GIVEN RECORDS
=== Section Start ===
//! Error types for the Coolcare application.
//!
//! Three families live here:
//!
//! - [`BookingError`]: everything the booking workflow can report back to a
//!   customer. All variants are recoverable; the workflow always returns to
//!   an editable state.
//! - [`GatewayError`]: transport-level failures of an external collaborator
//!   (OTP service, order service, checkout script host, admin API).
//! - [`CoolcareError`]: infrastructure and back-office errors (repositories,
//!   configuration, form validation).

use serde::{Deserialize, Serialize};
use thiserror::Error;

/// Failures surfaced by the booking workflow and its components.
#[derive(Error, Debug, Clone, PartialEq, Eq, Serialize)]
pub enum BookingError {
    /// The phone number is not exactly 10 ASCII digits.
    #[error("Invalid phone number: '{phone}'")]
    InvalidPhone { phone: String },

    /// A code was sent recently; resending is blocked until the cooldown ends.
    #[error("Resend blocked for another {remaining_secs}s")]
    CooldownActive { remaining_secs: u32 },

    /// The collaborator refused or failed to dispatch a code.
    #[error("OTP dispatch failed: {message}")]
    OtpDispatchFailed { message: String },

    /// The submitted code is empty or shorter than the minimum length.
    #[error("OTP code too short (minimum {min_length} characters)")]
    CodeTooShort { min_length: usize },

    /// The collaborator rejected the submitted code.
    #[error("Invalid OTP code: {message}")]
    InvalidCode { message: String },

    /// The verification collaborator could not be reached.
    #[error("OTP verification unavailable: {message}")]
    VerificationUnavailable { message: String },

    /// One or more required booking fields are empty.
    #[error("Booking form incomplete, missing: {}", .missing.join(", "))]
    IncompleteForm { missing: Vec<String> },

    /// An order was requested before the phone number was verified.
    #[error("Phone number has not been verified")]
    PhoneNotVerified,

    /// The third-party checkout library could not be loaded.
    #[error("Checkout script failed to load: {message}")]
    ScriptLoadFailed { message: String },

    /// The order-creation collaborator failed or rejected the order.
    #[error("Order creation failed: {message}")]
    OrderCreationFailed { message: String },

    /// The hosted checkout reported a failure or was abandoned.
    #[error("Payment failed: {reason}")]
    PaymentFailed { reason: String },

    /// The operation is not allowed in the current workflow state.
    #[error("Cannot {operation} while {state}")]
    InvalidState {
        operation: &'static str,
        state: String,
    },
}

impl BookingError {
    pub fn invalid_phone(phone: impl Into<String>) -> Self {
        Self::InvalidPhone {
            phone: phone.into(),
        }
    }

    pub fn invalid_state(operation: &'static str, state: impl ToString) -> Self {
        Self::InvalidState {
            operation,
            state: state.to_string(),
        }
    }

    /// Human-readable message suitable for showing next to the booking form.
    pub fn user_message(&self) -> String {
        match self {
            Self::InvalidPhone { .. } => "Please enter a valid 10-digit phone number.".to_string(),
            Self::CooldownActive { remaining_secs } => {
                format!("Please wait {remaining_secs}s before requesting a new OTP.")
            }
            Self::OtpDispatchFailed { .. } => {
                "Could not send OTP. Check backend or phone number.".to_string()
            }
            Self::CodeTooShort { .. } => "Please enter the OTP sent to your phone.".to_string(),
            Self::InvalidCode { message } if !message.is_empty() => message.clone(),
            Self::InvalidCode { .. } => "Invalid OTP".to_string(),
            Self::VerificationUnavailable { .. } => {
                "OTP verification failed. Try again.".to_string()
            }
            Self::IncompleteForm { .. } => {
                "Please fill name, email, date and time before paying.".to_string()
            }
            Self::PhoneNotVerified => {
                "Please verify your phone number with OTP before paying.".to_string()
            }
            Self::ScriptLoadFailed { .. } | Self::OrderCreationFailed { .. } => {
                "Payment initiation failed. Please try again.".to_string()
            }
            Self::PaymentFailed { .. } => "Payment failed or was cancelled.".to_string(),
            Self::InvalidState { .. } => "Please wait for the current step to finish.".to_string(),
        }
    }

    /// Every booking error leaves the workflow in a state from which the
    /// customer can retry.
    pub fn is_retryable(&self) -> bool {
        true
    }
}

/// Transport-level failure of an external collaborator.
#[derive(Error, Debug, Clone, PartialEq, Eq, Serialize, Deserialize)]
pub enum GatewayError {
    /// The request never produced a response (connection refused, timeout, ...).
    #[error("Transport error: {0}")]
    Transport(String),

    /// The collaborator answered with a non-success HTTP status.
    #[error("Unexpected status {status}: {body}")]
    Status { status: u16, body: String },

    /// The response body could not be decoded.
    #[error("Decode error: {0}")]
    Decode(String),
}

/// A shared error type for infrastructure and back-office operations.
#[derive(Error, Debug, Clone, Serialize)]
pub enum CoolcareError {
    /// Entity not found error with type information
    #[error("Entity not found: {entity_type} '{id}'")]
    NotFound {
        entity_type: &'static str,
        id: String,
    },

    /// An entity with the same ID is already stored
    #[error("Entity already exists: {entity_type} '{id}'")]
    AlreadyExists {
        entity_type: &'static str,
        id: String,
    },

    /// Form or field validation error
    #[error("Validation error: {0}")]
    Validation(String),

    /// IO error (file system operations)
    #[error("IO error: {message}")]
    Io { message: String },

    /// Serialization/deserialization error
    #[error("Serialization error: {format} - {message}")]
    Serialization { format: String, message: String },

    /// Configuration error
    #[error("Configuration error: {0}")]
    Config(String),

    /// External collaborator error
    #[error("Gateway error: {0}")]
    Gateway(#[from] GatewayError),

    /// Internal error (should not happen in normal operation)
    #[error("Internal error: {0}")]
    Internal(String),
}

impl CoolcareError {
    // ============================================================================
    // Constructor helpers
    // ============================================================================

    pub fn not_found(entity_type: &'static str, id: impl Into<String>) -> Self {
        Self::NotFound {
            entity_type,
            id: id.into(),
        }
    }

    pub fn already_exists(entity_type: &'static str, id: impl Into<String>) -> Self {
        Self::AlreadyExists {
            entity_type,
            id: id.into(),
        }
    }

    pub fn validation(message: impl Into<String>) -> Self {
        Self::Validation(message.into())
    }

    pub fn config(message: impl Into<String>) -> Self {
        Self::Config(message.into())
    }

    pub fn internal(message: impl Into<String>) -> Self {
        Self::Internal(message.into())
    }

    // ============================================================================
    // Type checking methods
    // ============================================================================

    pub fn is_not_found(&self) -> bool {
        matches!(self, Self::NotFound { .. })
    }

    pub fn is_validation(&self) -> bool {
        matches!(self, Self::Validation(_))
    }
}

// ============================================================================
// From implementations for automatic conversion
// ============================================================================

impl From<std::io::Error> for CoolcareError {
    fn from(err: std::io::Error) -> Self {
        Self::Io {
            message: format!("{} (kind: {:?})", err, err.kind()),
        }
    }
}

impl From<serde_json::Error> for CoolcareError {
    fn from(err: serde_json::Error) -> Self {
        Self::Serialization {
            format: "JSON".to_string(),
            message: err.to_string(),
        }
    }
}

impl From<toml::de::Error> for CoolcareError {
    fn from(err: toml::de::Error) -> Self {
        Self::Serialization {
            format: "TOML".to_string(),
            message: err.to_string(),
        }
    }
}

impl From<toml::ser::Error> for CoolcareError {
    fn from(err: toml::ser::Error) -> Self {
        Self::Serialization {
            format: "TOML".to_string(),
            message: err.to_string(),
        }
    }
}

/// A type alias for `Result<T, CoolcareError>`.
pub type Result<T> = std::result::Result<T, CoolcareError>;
=== Section End ===
EXERCISE REQUIREMENTS
The task requires that all the material be restated word for word.

PROBLEM SOLUTION
//! Error types for the Coolcare application.
//!
//! Three families live here:
//!
//! - [`BookingError`]: everything the booking workflow can report back to a
//!   customer. All variants are recoverable; the workflow always returns to
//!   an editable state.
//! - [`GatewayError`]: transport-level failures of an external collaborator
//!   (OTP service, order service, checkout script host, admin API).
//! - [`CoolcareError`]: infrastructure and back-office errors (repositories,
//!   configuration, form validation).

use serde::{Deserialize, Serialize};
use thiserror::Error;

/// Failures surfaced by the booking workflow and its components.
#[derive(Error, Debug, Clone, PartialEq, Eq, Serialize)]
pub enum BookingError {
    /// The phone number is not exactly 10 ASCII digits.
    #[error("Invalid phone number: '{phone}'")]
    InvalidPhone { phone: String },

    /// A code was sent recently; resending is blocked until the cooldown ends.
    #[error("Resend blocked for another {remaining_secs}s")]
    CooldownActive { remaining_secs: u32 },

    /// The collaborator refused or failed to dispatch a code.
    #[error("OTP dispatch failed: {message}")]
    OtpDispatchFailed { message: String },

    /// The submitted code is empty or shorter than the minimum length.
    #[error("OTP code too short (minimum {min_length} characters)")]
    CodeTooShort { min_length: usize },

    /// The collaborator rejected the submitted code.
    #[error("Invalid OTP code: {message}")]
    InvalidCode { message: String },

    /// The verification collaborator could not be reached.
    #[error("OTP verification unavailable: {message}")]
    VerificationUnavailable { message: String },

    /// One or more required booking fields are empty.
    #[error("Booking form incomplete, missing: {}", .missing.join(", "))]
    IncompleteForm { missing: Vec<String> },

    /// An order was requested before the phone number was verified.
    #[error("Phone number has not been verified")]
    PhoneNotVerified,

    /// The third-party checkout library could not be loaded.
    #[error("Checkout script failed to load: {message}")]
    ScriptLoadFailed { message: String },

    /// The order-creation collaborator failed or rejected the order.
    #[error("Order creation failed: {message}")]
    OrderCreationFailed { message: String },

    /// The hosted checkout reported a failure or was abandoned.
    #[error("Payment failed: {reason}")]
    PaymentFailed { reason: String },

    /// The operation is not allowed in the current workflow state.
    #[error("Cannot {operation} while {state}")]
    InvalidState {
        operation: &'static str,
        state: String,
    },
}

impl BookingError {
    pub fn invalid_phone(phone: impl Into<String>) -> Self {
        Self::InvalidPhone {
            phone: phone.into(),
        }
    }

    pub fn invalid_state(operation: &'static str, state: impl ToString) -> Self {
        Self::InvalidState {
            operation,
            state: state.to_string(),
        }
    }

    /// Human-readable message suitable for showing next to the booking form.
    pub fn user_message(&self) -> String {
        match self {
            Self::InvalidPhone { .. } => "Please enter a valid 10-digit phone number.".to_string(),
            Self::CooldownActive { remaining_secs } => {
                format!("Please wait {remaining_secs}s before requesting a new OTP.")
            }
            Self::OtpDispatchFailed { .. } => {
                "Could not send OTP. Check backend or phone number.".to_string()
            }
            Self::CodeTooShort { .. } => "Please enter the OTP sent to your phone.".to_string(),
            Self::InvalidCode { message } if !message.is_empty() => message.clone(),
            Self::InvalidCode { .. } => "Invalid OTP".to_string(),
            Self::VerificationUnavailable { .. } => {
                "OTP verification failed. Try again.".to_string()
            }
            Self::IncompleteForm { .. } => {
                "Please fill name, email, date and time before paying.".to_string()
            }
            Self::PhoneNotVerified => {
                "Please verify your phone number with OTP before paying.".to_string()
            }
            Self::ScriptLoadFailed { .. } | Self::OrderCreationFailed { .. } => {
                "Payment initiation failed. Please try again.".to_string()
            }
            Self::PaymentFailed { .. } => "Payment failed or was cancelled.".to_string(),
            Self::InvalidState { .. } => "Please wait for the current step to finish.".to_string(),
        }
    }

    /// Every booking error leaves the workflow in a state from which the
    /// customer can retry.
    pub fn is_retryable(&self) -> bool {
        true
    }
}

/// Transport-level failure of an external collaborator.
#[derive(Error, Debug, Clone, PartialEq, Eq, Serialize, Deserialize)]
pub enum GatewayError {
    /// The request never produced a response (connection refused, timeout, ...).
    #[error("Transport error: {0}")]
    Transport(String),

    /// The collaborator answered with a non-success HTTP status.
    #[error("Unexpected status {status}: {body}")]
    Status { status: u16, body: String },

    /// The response body could not be decoded.
    #[error("Decode error: {0}")]
    Decode(String),
}

/// A shared error type for infrastructure and back-office operations.
#[derive(Error, Debug, Clone, Serialize)]
pub enum CoolcareError {
    /// Entity not found error with type information
    #[error("Entity not found: {entity_type} '{id}'")]
    NotFound {
        entity_type: &'static str,
        id: String,
    },

    /// An entity with the same ID is already stored
    #[error("Entity already exists: {entity_type} '{id}'")]
    AlreadyExists {
        entity_type: &'static str,
        id: String,
    },

    /// Form or field validation error
    #[error("Validation error: {0}")]
    Validation(String),

    /// IO error (file system operations)
    #[error("IO error: {message}")]
    Io { message: String },

    /// Serialization/deserialization error
    #[error("Serialization error: {format} - {message}")]
    Serialization { format: String, message: String },

    /// Configuration error
    #[error("Configuration error: {0}")]
    Config(String),

    /// External collaborator error
    #[error("Gateway error: {0}")]
    Gateway(#[from] GatewayError),

    /// Internal error (should not happen in normal operation)
    #[error("Internal error: {0}")]
    Internal(String),
}

impl CoolcareError {
    // ============================================================================
    // Constructor helpers
    // ============================================================================

    pub fn not_found(entity_type: &'static str, id: impl Into<String>) -> Self {
        Self::NotFound {
            entity_type,
            id: id.into(),
        }
    }

    pub fn already_exists(entity_type: &'static str, id: impl Into<String>) -> Self {
        Self::AlreadyExists {
            entity_type,
            id: id.into(),
        }
    }

    pub fn validation(message: impl Into<String>) -> Self {
        Self::Validation(message.into())
    }

    pub fn config(message: impl Into<String>) -> Self {
        Self::Config(message.into())
    }

    pub fn internal(message: impl Into<String>) -> Self {
        Self::Internal(message.into())
    }

    // ============================================================================
    // Type checking methods
    // ============================================================================

    pub fn is_not_found(&self) -> bool {
        matches!(self, Self::NotFound { .. })
    }

    pub fn is_validation(&self) -> bool {
        matches!(self, Self::Validation(_))
    }
}

// ============================================================================
// From implementations for automatic conversion
// ============================================================================

impl From<std::io::Error> for CoolcareError {
    fn from(err: std::io::Error) -> Self {
        Self::Io {
            message: format!("{} (kind: {:?})", err, err.kind()),
        }
    }
}

impl From<serde_json::Error> for CoolcareError {
    fn from(err: serde_json::Error) -> Self {
        Self::Serialization {
            format: "JSON".to_string(),
            message: err.to_string(),
        }
    }
}

impl From<toml::de::Error> for CoolcareError {
    fn from(err: toml::de::Error) -> Self {
        Self::Serialization {
            format: "TOML".to_string(),
            message: err.to_string(),
        }
    }
}

impl From<toml::ser::Error> for CoolcareError {
    fn from(err: toml::ser::Error) -> Self {
        Self::Serialization {
            format: "TOML".to_string(),
            message: err.to_string(),
        }
    }
}

/// A type alias for `Result<T, CoolcareError>`.
pub type Result<T> = std::result::Result<T, CoolcareError>;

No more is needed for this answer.